The system is encircled by a massive halo of dust, which is one of the main reasons why Spitzer was used for the studies. Infrared telescopes are the only observatories that can see through thick layers of dust, by identifying the heat signatures of objects beyond. Astronomers believe that the halo is being indirectly generated by the chaotic movement of planets circling their parent star, HR 8799. As they wobble uncontrolled, they influence the behavior of smaller, comet-like bodies, which then collide with each other in massive mash-up, and get pulverized.

According to experts at the NASA Jet Propulsion Laboratory (JPL), in Pasadena, California, the star was made famous in 2008, when it became one of the first ever celestial body to have the exoplanets around it imaged.
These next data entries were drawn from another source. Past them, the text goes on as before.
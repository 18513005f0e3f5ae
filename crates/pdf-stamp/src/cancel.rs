//! Cooperative cancellation

use crate::types::*;
use std::sync::Arc;
use std::sync::atomic::{AtomicBool, Ordering};

/// Shared flag checked by the engine between units of work
#[derive(Debug, Clone, Default)]
pub struct CancelFlag(Arc<AtomicBool>);

impl CancelFlag {
    pub fn new() -> Self {
        Self::default()
    }

    pub fn cancel(&self) {
        self.0.store(true, Ordering::SeqCst);
    }

    pub fn is_cancelled(&self) -> bool {
        self.0.load(Ordering::SeqCst)
    }

    /// `Err(Cancelled)` once [`cancel`](Self::cancel) has been called
    pub fn check(&self) -> Result<()> {
        if self.is_cancelled() {
            Err(StampError::Cancelled)
        } else {
            Ok(())
        }
    }
}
The Hawaii-based W.M. Keck and Gemini observatories were used, at the time, to capture photos of three planets orbiting the far recesses of the system, each of them about 10 times the mass of Jupiter. Another star that revealed its orbiting planets was the more-aptly named Fomalhaut, which was imaged by the Hubble Space Telescope. Both stars are larger and younger than the Sun.

“The system is very chaotic and collisions are spraying up a huge cloud of fine dust. What's exciting is that we have a direct link between a planetary disk and imaged planets. We've been studying disks for a long time, but this star and Fomalhaut are the only two examples of systems where we can study the relationships between the locations of planets and the disks,” University of Arizona in Tucson (UAT) expert Kate Su explains. She was the leader of the Spitzer team that made the observations. The expert adds that the gravity the three exoplanets generate throw the smaller bodies into disarray.

The new study appears in the November 1 issue of the respected Astrophysical Journal, JPL reports on its news blog. The observations that used Spitzer were made before the telescope ran out of liquid coolant earlier this year, and began the “warm stage” of its mission.